Studies of the HCV infection in humans and animal models have documented a critical role of T cell responses in preventing persistent lifelong presence of the virus in the blood. However, in chronic infection, T cell responses fail to destroy the virus. Often, the presence of immune cells known at CD8 T cells pressure the Hepatitis C virus to mutate in order to escape the immune system. The virus also evades CD4+ T helper cells but much less is known about why they fail.
“When comparing resolved and chronic cases of hepatitis C infection, we see that the virus continues to replicate when CD4 T cells fail to help during early stages of infection,” said Chris Walker, PhD, director of the Center for Vaccines and Immunity at The Research Institute and the study’s lead author. “Yet, no comprehensive analysis had yet been performed to explore how common CD4 T cell escape mutations are or to compare their frequency with escape mutations reacting to CD8 T cells.”

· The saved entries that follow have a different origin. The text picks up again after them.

//! Server configuration.
//!
//! Values are layered: built-in defaults, then an optional TOML file, then
//! the `HOST`/`PORT`/`LOG_FILTER`/`ALLOWED_ORIGINS` environment variables
//! (`ALLOWED_ORIGINS` is comma separated; a `.env` file is
//! loaded by the binary before this runs), then command-line flags.

use derive_getters::Getters;
use derive_more::{Display, Error};
use serde::{Deserialize, Serialize};
use std::path::Path;
use tracing::{debug, info, instrument};

/// Configuration for the HTTP game server.
#[derive(Debug, Clone, PartialEq, Eq, Getters, Serialize, Deserialize)]
pub struct ServerConfig {
    /// Interface to bind.
    #[serde(default = "default_host")]
    host: String,

    /// Port to bind.
    #[serde(default = "default_port")]
    port: u16,

    /// `tracing` filter used when `RUST_LOG` is unset.
    #[serde(default = "default_log_filter")]
    log_filter: String,

    /// Browser origins allowed to call the API cross-origin.
    #[serde(default = "default_allowed_origins")]
    allowed_origins: Vec<String>,
}

fn default_host() -> String {
    "127.0.0.1".to_string()
}

fn default_port() -> u16 {
    8080
}

fn default_log_filter() -> String {
    "info,strictly_arcade=debug".to_string()
}

fn default_allowed_origins() -> Vec<String> {
    vec!["http://localhost:5173".to_string()]
}

impl Default for ServerConfig {
    fn default() -> Self {
        Self {
            host: default_host(),
            port: default_port(),
            log_filter: default_log_filter(),
            allowed_origins: default_allowed_origins(),
        }
    }
}

impl ServerConfig {
    /// Creates a configuration from explicit values.
    pub fn new(
        host: impl Into<String>,
        port: u16,
        log_filter: impl Into<String>,
        allowed_origins: Vec<String>,
    ) -> Self {
        Self {
            host: host.into(),
            port,
            log_filter: log_filter.into(),
            allowed_origins,
        }
    }

    /// Loads configuration from a TOML file.
    ///
    /// # Errors
    ///
    /// Returns [`ConfigError`] if the file cannot be read or parsed.
    #[instrument(skip(path), fields(path = %path.as_ref().display()))]
    pub fn from_file(path: impl AsRef<Path>) -> Result<Self, ConfigError> {
        debug!("Loading config from file");
        let content = std::fs::read_to_string(path.as_ref())
            .map_err(|e| ConfigError::new(format!("Failed to read config file: {}", e)))?;

        let config: Self = toml::from_str(&content)
            .map_err(|e| ConfigError::new(format!("Failed to parse config: {}", e)))?;

        info!(host = %config.host, port = config.port, "Config loaded successfully");
        Ok(config)
    }

    /// Loads `path` if it exists, otherwise starts from defaults.
    ///
    /// # Errors
    ///
    /// Returns [`ConfigError`] if the file exists but is invalid.
    #[instrument(skip(path), fields(path = %path.as_ref().display()))]
    pub fn load_or_default(path: impl AsRef<Path>) -> Result<Self, ConfigError> {
        if path.as_ref().exists() {
            Self::from_file(path)
        } else {
            debug!("Config file not found, using defaults");
            Ok(Self::default())
        }
    }

    /// Applies `HOST`, `PORT`, `LOG_FILTER` and `ALLOWED_ORIGINS` from the
    /// environment.
    ///
    /// # Errors
    ///
    /// Returns [`ConfigError`] if `PORT` is not a valid port number.
    #[instrument(skip(self))]
    pub fn with_env_overrides(self) -> Result<Self, ConfigError> {
        self.with_overrides_from(|key| std::env::var(key).ok())
    }

    /// Applies overrides looked up through `lookup`.
    ///
    /// # Errors
    ///
    /// Returns [`ConfigError`] if `PORT` is not a valid port number.
    pub fn with_overrides_from<F>(mut self, lookup: F) -> Result<Self, ConfigError>
    where
        F: Fn(&str) -> Option<String>,
    {
        if let Some(host) = lookup("HOST") {
            debug!(%host, "HOST override");
            self.host = host;
        }
        if let Some(port) = lookup("PORT") {
            self.port = port
                .trim()
                .parse()
                .map_err(|e| ConfigError::new(format!("Invalid PORT '{}': {}", port, e)))?;
            debug!(port = self.port, "PORT override");
        }
        if let Some(filter) = lookup("LOG_FILTER") {
            self.log_filter = filter;
        }
        if let Some(origins) = lookup("ALLOWED_ORIGINS")
            && !origins.trim().is_empty()
        {
            self.allowed_origins = origins
                .split(',')
                .map(str::trim)
                .filter(|o| !o.is_empty())
                .map(String::from)
                .collect();
            debug!(origins = ?self.allowed_origins, "ALLOWED_ORIGINS override");
        }
        Ok(self)
    }

    /// Applies command-line overrides.
    pub fn with_cli_overrides(mut self, host: Option<String>, port: Option<u16>) -> Self {
        if let Some(host) = host {
            self.host = host;
        }
        if let Some(port) = port {
            self.port = port;
        }
        self
    }

    /// Socket address string for binding.
    pub fn bind_address(&self) -> String {
        format!("{}:{}", self.host, self.port)
    }
}

/// Configuration error.
#[derive(Debug, Clone, Display, Error)]
#[display("Config error: {} at {}:{}", message, file, line)]
pub struct ConfigError {
    /// Error message.
    pub message: String,
    /// Line number where error occurred.
    pub line: u32,
    /// Source file where error occurred.
    pub file: &'static str,
}

impl ConfigError {
    /// Creates a new configuration error.
    #[track_caller]
    #[instrument(skip(message))]
    pub fn new(message: String) -> Self {
        let loc = std::panic::Location::caller();
        Self {
            message,
            line: loc.line(),
            file: loc.file(),
        }
    }
}
//! Alternating turn invariant: players alternate X, O, X, O, ...

use super::super::{Mark, TicTacToeState};
use super::Invariant;

/// Invariant: Players alternate turns, starting with X.
///
/// Equivalently, X has placed the same number of marks as O or one more,
/// and the player to move follows from the history length.
pub struct AlternatingTurnInvariant;

impl Invariant<TicTacToeState> for AlternatingTurnInvariant {
    fn holds(state: &TicTacToeState) -> bool {
        let history = state.history();

        let alternates = history
            .iter()
            .enumerate()
            .all(|(i, mv)| mv.player == if i % 2 == 0 { Mark::X } else { Mark::O });

        let expected_next = if history.len() % 2 == 0 {
            Mark::X
        } else {
            Mark::O
        };

        let x = state.board().count(Mark::X);
        let o = state.board().count(Mark::O);

        alternates && state.current_player() == expected_next && (x == o || x == o + 1)
    }

    fn description() -> &'static str {
        "Players alternate turns (X, O, X, O, ...)"
    }
}
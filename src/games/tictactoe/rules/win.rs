//! Win detection logic for tic-tac-toe.

use super::super::{Board, Mark, Square};

/// The 8 winning triples: rows, columns, diagonals.
pub const LINES: [[usize; 3]; 8] = [
    // Rows
    [0, 1, 2],
    [3, 4, 5],
    [6, 7, 8],
    // Columns
    [0, 3, 6],
    [1, 4, 7],
    [2, 5, 8],
    // Diagonals
    [0, 4, 8],
    [2, 4, 6],
];

/// Returns the first complete line and the mark that owns it.
pub fn winning_line(board: &Board) -> Option<(Mark, [usize; 3])> {
    for line in LINES {
        let [a, b, c] = line;
        if let Some(Square::Occupied(mark)) = board.get(a)
            && board.get(b) == Some(Square::Occupied(mark))
            && board.get(c) == Some(Square::Occupied(mark))
        {
            return Some((mark, line));
        }
    }
    None
}

/// Checks if there is a winner on the board.
///
/// Returns `Some(mark)` if the mark has three in a row, `None` otherwise.
pub fn check_winner(board: &Board) -> Option<Mark> {
    winning_line(board).map(|(mark, _)| mark)
}

#[cfg(test)]
mod tests {
    use super::*;

    fn board_with(cells: &[(usize, Mark)]) -> Board {
        let mut board = Board::new();
        for &(pos, mark) in cells {
            board.set(pos, Square::Occupied(mark));
        }
        board
    }

    #[test]
    fn test_no_winner_empty_board() {
        assert_eq!(check_winner(&Board::new()), None);
    }

    #[test]
    fn test_winner_top_row() {
        let board = board_with(&[(0, Mark::X), (1, Mark::X), (2, Mark::X)]);
        assert_eq!(winning_line(&board), Some((Mark::X, [0, 1, 2])));
    }

    #[test]
    fn test_winner_anti_diagonal() {
        let board = board_with(&[(2, Mark::O), (4, Mark::O), (6, Mark::O)]);
        assert_eq!(winning_line(&board), Some((Mark::O, [2, 4, 6])));
    }

    #[test]
    fn test_mixed_line_is_not_a_win() {
        let board = board_with(&[(0, Mark::X), (1, Mark::O), (2, Mark::X)]);
        assert_eq!(check_winner(&board), None);
    }
}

To determine if immune escape is a significant factor in driving CD4 T cell failure, researchers in the Center for Vaccines and Immunity analyzed the sequences of viruses from four persistently hepatitis C-infected animals to look for evidence of mutation in regions targeted by CD4 helper versus CD8 killer T cells.
Findings revealed one mutation, a discovery that supports the belief that such CD4-related mutations do occur. However, their continued studies showed that these mutations are much less likely to occur than mutations triggered by CD8 T cells.
“These data are consistent with the hypothesis that hepatitis C-specific CD4 T cells do not exert significant selection pressure to drive amino acid changes in the virus,” said Dr. Walker. “CD8 T cells exert significant selection pressure on hepatitis C virus to drive immune escape, whereas CD4 T cells do not. Our study suggests that other mechanisms drive the early loss of CD4 responses in persistent hepatitis C infection.”
Yet, CD4-related mutations could come back into play as vaccines are developed. “Boosting hepatitis C-specific CD4 T cell responses by vaccination could improve the ability of the host immune response to control infection,” said “However, it might at the same time exert a greater selection pressure on the virus and spawn mutations,” said Dr. Walker.
More research is needed to examine whether escape mutations might play a role in viral persistence when the virus infects a new host.
Fuller MJ, Shoukry NH, Gushima T, Bowen DG, Callendret B, Campbell KJ, Hasselschwert DL, Hughes AL, Walker CM. Selection-driven immune escape is not a significant factor in the failure of CD4 T cell responses in persistent hepatitis C virus infection. Hepatology. 2010 Feb;51(2):378-87.